Wherein, each terminating that electric current finishing determines that algorithm can determine multiple fuel injector described in each by the endurance estimating between induction current event in solenoidal circuit and valve/armature interaction event at least partly terminates electric current and repairs.

7. fuel system according to claim 6, wherein, the valve of each fuel injector comprises valve member, described valve member can seated connection touch with occluding pressure control channel to the primary importance of exhaust port and and seat disengage to open Stress control passage to exhaust port the second place between move;

Wherein, solenoidal armature is operatively bonded to valve member; And

Armature can move towards excess of stroke backstop relative to valve member when valve member is in primary importance; And

Induction current event is associated with armature contacts excess of stroke backstop.
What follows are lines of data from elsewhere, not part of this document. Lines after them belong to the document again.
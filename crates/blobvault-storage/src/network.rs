//! Walrus network presets

use std::fmt;
use std::str::FromStr;
use std::time::Duration;

use serde::{Deserialize, Serialize};

use crate::error::StorageResult;
use crate::mirrors::Mirror;

const DAY: Duration = Duration::from_secs(24 * 60 * 60);

#[derive(Clone, Copy, Debug, Default, PartialEq, Eq, Serialize, Deserialize)]
#[serde(rename_all = "lowercase")]
pub enum Network {
    #[default]
    Testnet,
    Mainnet,
}

impl Network {
    /// Public endpoints known to work without credentials
    ///
    /// Mainnet has no public publisher; uploads there need a configured
    /// mirror or relay.
    pub fn default_mirrors(self) -> StorageResult<Vec<Mirror>> {
        match self {
            Network::Testnet => Ok(vec![Mirror::walrus(
                "walrus.space",
                Some("https://publisher.walrus-testnet.walrus.space"),
                "https://aggregator.walrus-testnet.walrus.space",
            )?]),
            Network::Mainnet => Ok(vec![Mirror::walrus(
                "globalstake.io",
                None,
                "https://walrus.globalstake.io",
            )?]),
        }
    }

    /// Wall-clock length of one storage epoch
    pub fn epoch_duration(self) -> Duration {
        match self {
            Network::Testnet => DAY,
            Network::Mainnet => 14 * DAY,
        }
    }

    /// Epochs needed to keep a blob for at least `duration` (minimum one)
    pub fn epochs_for_duration(self, duration: Duration) -> u32 {
        let epoch = self.epoch_duration().as_secs();
        let epochs = duration.as_secs().div_ceil(epoch).max(1);
        u32::try_from(epochs).unwrap_or(u32::MAX)
    }
}

impl fmt::Display for Network {
    fn fmt(&self, f: &mut fmt::Formatter<'_>) -> fmt::Result {
        match self {
            Network::Testnet => f.write_str("testnet"),
            Network::Mainnet => f.write_str("mainnet"),
        }
    }
}

impl FromStr for Network {
    type Err = String;

    fn from_str(s: &str) -> Result<Self, Self::Err> {
        match s.to_lowercase().as_str() {
            "testnet" => Ok(Network::Testnet),
            "mainnet" => Ok(Network::Mainnet),
            other => Err(format!(
                "Unknown network '{other}'. Valid options: 'testnet', 'mainnet'"
            )),
        }
    }
}

#[cfg(test)]
mod tests {
    use super::*;

    #[test]
    fn test_epochs_round_up() {
        assert_eq!(Network::Testnet.epochs_for_duration(Duration::ZERO), 1);
        assert_eq!(Network::Testnet.epochs_for_duration(DAY), 1);
        assert_eq!(Network::Testnet.epochs_for_duration(DAY + Duration::from_secs(1)), 2);
        assert_eq!(Network::Testnet.epochs_for_duration(30 * DAY), 30);
        assert_eq!(Network::Mainnet.epochs_for_duration(30 * DAY), 3);
    }

    #[test]
    fn test_parse() {
        assert_eq!("TestNet".parse::<Network>().unwrap(), Network::Testnet);
        assert_eq!("mainnet".parse::<Network>().unwrap(), Network::Mainnet);
        assert!("devnet".parse::<Network>().is_err());
    }

    #[test]
    fn test_presets() {
        let testnet = Network::Testnet.default_mirrors().unwrap();
        assert!(testnet.iter().all(Mirror::can_upload));

        let mainnet = Network::Mainnet.default_mirrors().unwrap();
        assert!(!mainnet.iter().any(Mirror::can_upload));
    }
}
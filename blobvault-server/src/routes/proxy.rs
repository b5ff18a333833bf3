use crate::error::{ServerError, ServerResult};
use crate::state::AppState;
use axum::{
    body::{Body, Bytes},
    extract::{Path, Query, State},
    http::header,
    response::Response,
};
use blobvault_storage::BlobId;
use serde::Deserialize;

#[derive(Deserialize)]
pub struct StoreQuery {
    pub epochs: Option<u32>,
}

/// PUT /api/proxy
/// Forward raw bytes to a publisher; the publisher's JSON comes back as-is
pub async fn store_blob(
    State(state): State<AppState>,
    Query(query): Query<StoreQuery>,
    body: Bytes,
) -> ServerResult<Response> {
    let epochs = query.epochs.unwrap_or(state.config.epochs).max(1);
    let size = body.len();

    let reply = state.relay.store(body, epochs).await?;
    tracing::info!(size, epochs, status = %reply.status, "Relayed upload");

    let content_type = reply
        .content_type
        .unwrap_or_else(|| header::HeaderValue::from_static("application/json"));

    Response::builder()
        .status(reply.status)
        .header(header::CONTENT_TYPE, content_type)
        .body(Body::from(reply.body))
        .map_err(|e| ServerError::Internal(format!("Response build error: {e}")))
}

/// GET /api/proxy/{blob_id}
/// Stream the blob from an aggregator
pub async fn fetch_blob(
    State(state): State<AppState>,
    Path(blob_id): Path<String>,
) -> ServerResult<Response> {
    let id = BlobId::parse(blob_id)?;
    let upstream = state.relay.fetch(&id).await?;

    let content_type = upstream
        .headers()
        .get(header::CONTENT_TYPE)
        .cloned()
        .unwrap_or_else(|| header::HeaderValue::from_static("application/octet-stream"));
    let content_length = upstream.headers().get(header::CONTENT_LENGTH).cloned();

    tracing::info!(blob_id = %id, length = ?content_length, "Relaying download");

    let mut response = Response::builder()
        .status(upstream.status())
        .header(header::CONTENT_TYPE, content_type)
        .header(header::CACHE_CONTROL, "no-cache, no-store, must-revalidate");
    if let Some(length) = content_length {
        response = response.header(header::CONTENT_LENGTH, length);
    }

    response
        .body(Body::from_stream(upstream.bytes_stream()))
        .map_err(|e| ServerError::Internal(format!("Response build error: {e}")))
}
8. fuel system according to claim 7, wherein, terminates electric current finishing and determines that algorithm can encourage the solenoid for multiple diagnostic event;

Wherein, diagnosis long enough on time for each diagnostic event disengages with movement of valve parts and seat, but falls short of from fuel injector burner oil;

Wherein, during each diagnostic event, solenoid is energized and de-excitation twice;

Wherein, each diagnostic event comprises and being rested first diagnosis on time of to separate on time from second opinion; And

Wherein, the resting of each diagnostic event of described multiple diagnostic event is different.

9. fuel system according to claim 8, wherein, the finishing of end electric current determines that algorithm can confirm which diagnostic event in described multiple diagnostic event has the armature bounce-back delay less than the armature bounce-back delay of the residue diagnostic event in described multiple diagnostic event.

10. fuel system according to claim 9, wherein, terminates electric current finishing and determines that the excess of stroke that algorithm can calculate for confirmed diagnostic event returns delay; And

Delay can be returned according to the excess of stroke to determine to terminate electric current finishing.